A team of researchers working in China has found a way to dramatically improve the energy storage capacity of supercapacitors by doping carbon tubes with nitrogen. The researchers achieved a threefold increase in the amount of charge that can be held by supercapacitors, noting also that that their supercapacitor was capable of storing 41 watt-hours per kilogram and could deliver 26 kilowatts per kilogram to a device.
Like a battery, a capacitor is able to hold a charge. Unlike a battery, however, it is charged and discharged very quickly. The down side to capacitors is that they cannot hold nearly as much charge per kilogram as batteries. Supercapacitors are capacitors that have much higher capacitance than standard capacitors and they generally employ carbon-based electrodes.
The new supercapacitor was made by first forming a template made of tubes of silica. The team then covered the inside of the tubes with carbon using chemical vapor deposition and then etched away the silica, leaving just the carbon tubes, each approximately 4 to 6 nanometers in length. Then, the carbon tubes were doped with nitrogen atoms. Electrodes were made from the resulting material by pressing it in powder form into a graphene foam.

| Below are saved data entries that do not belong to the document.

//! Configuration types for the feed.
//!
//! These are the validated runtime types. Loading and parsing config files
//! is handled by the daemon crate.

mod config_store;
mod feed;

pub use config_store::{ConfigStore, ConfigWatcher};
pub use feed::{DEFAULT_FETCH_TIMEOUT, FeedConfig, WalletConfig};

The researchers report that the doping aided in chemical reactions within the supercapacitor without causing any changes to its electrical conductivity, which meant that it was still able to charge and discharge as quickly as conventional supercapcitors. The only difference was the dramatically increased storage capacity.
Because of the huge increase in storage capacity, the team believes they are on the path to building a supercapacitor able to compete directly with batteries, perhaps even lithium-ion batteries. They note that would mean being able to charge a phone in mere seconds. But before that can happen, the team is looking to industrialise their current new supercapacitor, to allow for its use in actual devices.